Messagepar Philippe » Vendredi 16 Juin 2017 10:54

Au chevet des espèces menacées

Langurs de François, lions d'Asie, tigres de Sibérie, aprons du Rhône, le museum de la citadelle de Besançon est engagé dans de nombreux programmes de conservation animale.

Ne cherchez pas de girafe ou d’éléphant au parc zoologique de Besançon, il n’y en a pas. Ou plutôt, il n’y en a pas plus. Il y a une dizaine d’années, ce petit zoo de 3 hectares perché au-dessus de la capitale comtoise s’est spécialisé dans la conservation des espèces menacées et en danger d’extinction.
« Une situation qui concerne les trois quarts des animaux que nous présentons », assure-t-on au muséum. Le visiteur peut donc y voir un couple de langurs de François, un primate originaire de Chine, des sangliers de Visayas, originaires des Philippines, des ibis chauves, des gibbons du Laos, mais aussi des lions d’Asie et autres tigres de Sibérie… Bref, tout ce que vous ne verrez pas ou peu dans un zoo classique. En captivité, ces animaux parviennent pour la plupart à se reproduire, ce qui permet d’alimenter d’autres centres de conservation en maintenant un brassage génétique indispensable à la préservation de chaque espèce.

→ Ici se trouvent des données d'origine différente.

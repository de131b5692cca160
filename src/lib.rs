//! Chat-model client toolkit for OpenAI-compatible endpoints, with an
//! LLM-as-judge evaluation harness on top.

pub mod commands;
pub mod config;
pub mod eval;
pub mod rchain;
pub mod telemetry;
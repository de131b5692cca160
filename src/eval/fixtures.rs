//! Built-in evaluation suites.

use std::fmt;
use std::str::FromStr;

use crate::eval::metrics::{
    GEval, answer_relevancy, bias, correctness, correctness_rubric, faithfulness, toxicity,
};
use crate::eval::test_case::TestCase;

#[derive(Debug, Clone, Copy, PartialEq, Eq)]
pub enum SuiteName {
    Arithmetic,
    Legal,
    Dialogue,
    Faithfulness,
}

impl SuiteName {
    pub const ALL: [SuiteName; 4] = [
        SuiteName::Arithmetic,
        SuiteName::Legal,
        SuiteName::Dialogue,
        SuiteName::Faithfulness,
    ];

    pub fn as_str(self) -> &'static str {
        match self {
            Self::Arithmetic => "arithmetic",
            Self::Legal => "legal",
            Self::Dialogue => "dialogue",
            Self::Faithfulness => "faithfulness",
        }
    }

    pub fn suite(self) -> Suite {
        match self {
            Self::Arithmetic => arithmetic(),
            Self::Legal => legal(),
            Self::Dialogue => dialogue(),
            Self::Faithfulness => faithfulness_check(),
        }
    }
}

impl fmt::Display for SuiteName {
    fn fmt(&self, f: &mut fmt::Formatter<'_>) -> fmt::Result {
        f.write_str(self.as_str())
    }
}

impl FromStr for SuiteName {
    type Err = String;

    fn from_str(value: &str) -> Result<Self, Self::Err> {
        Self::ALL
            .into_iter()
            .find(|suite| suite.as_str().eq_ignore_ascii_case(value.trim()))
            .ok_or_else(|| {
                let known = Self::ALL.map(SuiteName::as_str).join(", ");
                format!("unknown suite '{value}' (expected one of: {known})")
            })
    }
}

/// Cases plus the metrics they are scored with.
#[derive(Debug, Clone)]
pub struct Suite {
    pub name: SuiteName,
    pub cases: Vec<TestCase>,
    pub metrics: Vec<GEval>,
    /// Run through `assert_test` rather than `evaluate`.
    pub assert_style: bool,
}

pub fn arithmetic() -> Suite {
    Suite {
        name: SuiteName::Arithmetic,
        cases: vec![
            TestCase::new("1+1=?", "3").expected("2"),
            TestCase::new("1+1=?", "2").expected("2"),
            TestCase::new("What is the capital of France?", "Paris").expected("Paris"),
            TestCase::new("What is the capital of France?", "London").expected("Paris"),
        ],
        metrics: vec![correctness(0.5)],
        assert_style: false,
    }
}

pub fn legal() -> Suite {
    let rows = [
        (
            "100001",
            "Which clauses must an employment contract contain?",
            "Probation, in full the suspended execution of a sentence, means that an offender \
             convicted through lawful procedure is declared guilty while the sentence is not \
             carried out for now. Below are its conditions, enforcement and legal consequences:",
            "An employment contract must name the worker and state the job duties, pay and term.",
        ),
        (
            "100002",
            "What is individual income tax?",
            "Individual income tax is levied by the state on income obtained by individuals, \
             including wages and salaries, remuneration for services and property rentals.",
            "Individual income tax is levied on personal income such as wages, bonuses and \
             investment gains.",
        ),
        (
            "100003",
            "What documents are needed to register a company?",
            "Company registration requires: 1. a name pre-approval notice 2. shareholder \
             identification 3. proof of registered capital 4. articles of association \
             5. proof of registered address 6. appointment papers of the legal representative.",
            "Registering a company requires shareholder IDs, articles of association, proof of \
             address and a name approval notice.",
        ),
        (
            "100004",
            "What forms of liability exist for breach of contract?",
            "The weather is lovely today, sunny and bright, perfect for an outing. Everyone \
             should get outside and enjoy the day.",
            "Liability for breach includes continued performance, remedial measures, damages \
             and liquidated damages.",
        ),
        (
            "100005",
            "What is intellectual property?",
            "Intellectual property is the exclusive right people hold by law over the results \
             of their intellectual work, usually covering copyright, patents and trademarks. \
             It protects innovators and encourages invention.",
            "Intellectual property is an exclusive right over intellectual creations, including \
             patents, trademarks and copyright, that protects innovation.",
        ),
        (
            "100006",
            "How is property divided in a divorce?",
            "Under the Civil Code, joint marital property is handled by agreement of both \
             parties; failing agreement, the court decides according to the circumstances, \
             protecting the interests of the children, the wife and the party not at fault.",
            "Division follows the parties' agreement first; otherwise the court decides while \
             protecting the children, the wife and the party not at fault.",
        ),
        (
            "100007",
            "What is the age of criminal responsibility?",
            "The age of criminal responsibility is the minimum age at which a person can bear \
             criminal liability. The Criminal Law holds anyone aged 16 or over liable; those \
             aged 14 to 16 are liable for serious crimes such as intentional homicide.",
            "It is the minimum age for criminal liability, generally 16, with 14 to 16 year \
             olds liable only for serious crimes.",
        ),
        (
            "100008",
            "How is the validity of a home purchase contract determined?",
            "A home purchase contract is valid when: 1. the parties have the required civil \
             capacity 2. the intent expressed is genuine 3. it does not violate mandatory law \
             4. the subject matter is lawful.",
            "Validity requires capable parties, genuine intent, no violation of law and a \
             lawful subject matter.",
        ),
        (
            "100009",
            "What is an administrative penalty?",
            "An administrative penalty is a sanction by which an administrative authority \
             punishes citizens, legal persons or organisations violating administrative order \
             by reducing their rights or adding obligations, including warnings, fines, \
             confiscation of illegal gains and orders to suspend business.",
            "An administrative penalty is an authority's sanction for a violation, including \
             warnings, fines, confiscation and suspension of business.",
        ),
        (
            "100010",
            "How long does copyright protection last?",
            "I don't know the exact period, but I think it should be long, maybe several \
             decades. I'm not really sure though, you should look up the relevant law.",
            "Copyright lasts for the author's life plus 50 years after death; works of legal \
             persons are protected for 50 years after first publication.",
        ),
    ];

    Suite {
        name: SuiteName::Legal,
        cases: rows
            .into_iter()
            .map(|(id, input, actual, expected)| {
                TestCase::new(input, actual)
                    .expected(expected)
                    .named(id)
                    .tagged("legal")
            })
            .collect(),
        metrics: vec![correctness_rubric(0.5)],
        assert_style: false,
    }
}

pub fn dialogue() -> Suite {
    Suite {
        name: SuiteName::Dialogue,
        cases: vec![
            TestCase::new(
                "What is an employment contract?",
                "An employment contract is an agreement by which an employer and a worker \
                 establish an employment relationship and set out their rights and duties. \
                 It must cover the worker's details, job duties, place and hours of work, pay \
                 and social insurance.",
            )
            .expected(
                "An agreement establishing the employment relationship and the parties' rights \
                 and duties, covering worker details, duties, place, hours and pay.",
            ),
            TestCase::new(
                "How is individual income tax calculated?",
                "The weather is lovely today, sunny and bright, perfect for an outing. Everyone \
                 should do more outdoor exercise.",
            )
            .expected(
                "It uses progressive rates: tax = (total income - basic deduction - special \
                 deductions) x rate - quick deduction.",
            ),
            TestCase::new(
                "What documents are needed to register a company?",
                "You need an alien identity card, a Martian household register, a copy of a \
                 galactic business licence and a time-travel permit from the future, all \
                 certified by the lunar commerce bureau.",
            )
            .expected(
                "Shareholder IDs, articles of association, proof of address and a name approval \
                 notice, submitted to the commerce authority.",
            ),
            TestCase::new(
                "What forms of liability exist for breach of contract?",
                "Liability for breach mainly takes the form of continued performance, remedial \
                 measures, damages and liquidated damages; which applies depends on the nature, \
                 extent and consequences of the breach.",
            )
            .expected(
                "Continued performance, remedial measures, damages and liquidated damages, \
                 depending on the breach and the contract terms.",
            ),
        ],
        metrics: vec![answer_relevancy(0.7), bias(0.3), toxicity(0.3)],
        assert_style: false,
    }
}

pub fn faithfulness_check() -> Suite {
    Suite {
        name: SuiteName::Faithfulness,
        cases: vec![
            TestCase::new(
                "What is the capital of the Earth?",
                "The Earth is a planet and has no capital.",
            )
            .with_context([
                "The capital of China is Beijing.",
                "The capital of the United States is Washington.",
            ]),
        ],
        metrics: vec![faithfulness(0.7)],
        assert_style: true,
    }
}

#[cfg(test)]
mod tests {
    use super::SuiteName;
    use crate::eval::metrics::Metric;
    use crate::eval::test_case::TestCaseParam;

    #[test]
    fn suite_names_parse_case_insensitively() {
        assert_eq!("Legal".parse::<SuiteName>(), Ok(SuiteName::Legal));
        let err = "nope".parse::<SuiteName>().expect_err("unknown suite");
        assert!(err.contains("arithmetic, legal, dialogue, faithfulness"));
    }

    #[test]
    fn suites_have_the_expected_shape() {
        let legal = SuiteName::Legal.suite();
        assert_eq!(legal.cases.len(), 10);
        assert_eq!(legal.cases[0].label(0), "100001");
        assert_eq!(legal.cases[9].label(9), "100010");

        let dialogue = SuiteName::Dialogue.suite();
        let names = dialogue.metrics.iter().map(|metric| metric.name()).collect::<Vec<_>>();
        assert_eq!(names, ["Answer Relevancy", "Bias", "Toxicity"]);

        assert_eq!(SuiteName::Arithmetic.suite().cases.len(), 4);
    }

    #[test]
    fn every_case_has_the_fields_its_metrics_need() {
        for name in SuiteName::ALL {
            let suite = name.suite();
            for case in &suite.cases {
                for metric in &suite.metrics {
                    assert!(
                        metric.judge_prompt(case).is_ok(),
                        "{name}: {} cannot score {:?}",
                        metric.name(),
                        case.name
                    );
                }
            }
        }
        let faithfulness = SuiteName::Faithfulness.suite();
        assert!(faithfulness.assert_style);
        assert!(TestCaseParam::Context.extract(&faithfulness.cases[0]).is_some());
    }
}
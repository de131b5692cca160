use serde::{Deserialize, Serialize};

use crate::rchain::tools::ToolCall;

/// Token accounting reported by the endpoint.
#[derive(Debug, Clone, Copy, Default, PartialEq, Eq, Serialize, Deserialize)]
pub struct Usage {
    pub prompt_tokens: Option<u32>,
    pub completion_tokens: Option<u32>,
    pub total_tokens: Option<u32>,
}

/// Assistant message returned by chat models.
#[derive(Debug, Clone, Default)]
pub struct AIMessage {
    /// Natural language content.
    pub content: String,
    /// Optional tool call requests emitted by the model.
    pub tool_calls: Vec<ToolCall>,
    pub usage: Option<Usage>,
    pub finish_reason: Option<String>,
}
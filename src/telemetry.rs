//! Tracing initialisation shared by the `chatforge` and `cfeval` binaries.
//!
//! Logs always go to stderr so stdout stays machine-readable.

use std::io::{self, IsTerminal};

use tracing_subscriber::layer::SubscriberExt;
use tracing_subscriber::util::SubscriberInitExt;
use tracing_subscriber::{EnvFilter, fmt};

/// How much the process should log.
#[derive(Debug, Clone, Copy, PartialEq, Eq, Default)]
pub enum Verbosity {
    /// Nothing but fatal errors, which the binaries print themselves.
    Quiet,
    /// `RUST_LOG`, or warnings when it is unset.
    #[default]
    Normal,
    /// Debug events from this crate.
    Verbose,
}

impl Verbosity {
    pub fn from_flags(verbose: bool, quiet: bool) -> Self {
        match (quiet, verbose) {
            (true, _) => Self::Quiet,
            (false, true) => Self::Verbose,
            (false, false) => Self::Normal,
        }
    }

    fn filter(self) -> EnvFilter {
        match self {
            Self::Quiet => EnvFilter::new("off"),
            Self::Verbose => EnvFilter::new("warn,chatforge=debug,cfeval=debug"),
            Self::Normal => EnvFilter::try_from_default_env().unwrap_or_else(|_| EnvFilter::new("warn")),
        }
    }
}

/// Installs the global subscriber. Later calls are ignored.
pub fn init_tracing(verbosity: Verbosity) {
    tracing_subscriber::registry()
        .with(verbosity.filter())
        .with(
            fmt::layer()
                .with_writer(io::stderr)
                .with_ansi(io::stderr().is_terminal())
                .with_target(false),
        )
        .try_init()
        .ok();
}

#[cfg(test)]
mod tests {
    use super::Verbosity;

    #[test]
    fn quiet_wins_over_verbose() {
        assert_eq!(Verbosity::from_flags(true, true), Verbosity::Quiet);
        assert_eq!(Verbosity::from_flags(false, true), Verbosity::Quiet);
    }

    #[test]
    fn verbose_alone_enables_debug() {
        assert_eq!(Verbosity::from_flags(true, false), Verbosity::Verbose);
    }

    #[test]
    fn no_flags_mean_normal() {
        assert_eq!(Verbosity::from_flags(false, false), Verbosity::Normal);
    }
}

Seul un animal fait ici l’objet d’un plan expérimental de réintroduction. Il s’agit de l’apron du Rhône, un poisson présent uniquement sur le fleuve rhodanien et ses affluents, le Doubs et la Loue, notamment. Selon les estimations, il n’y aurait plus qu’environ 12.000 individus de cette espèce. « Ce qui en fait le poisson le plus menacé de France », assure Mickaël Bejean, le responsable aquarium et élevage du muséum, qui gère également une écloserie et un centre d’élevage pour apron, unique en France. Aussi, depuis 2008, le muséum a relâché 25.000 alevins dans la Drôme.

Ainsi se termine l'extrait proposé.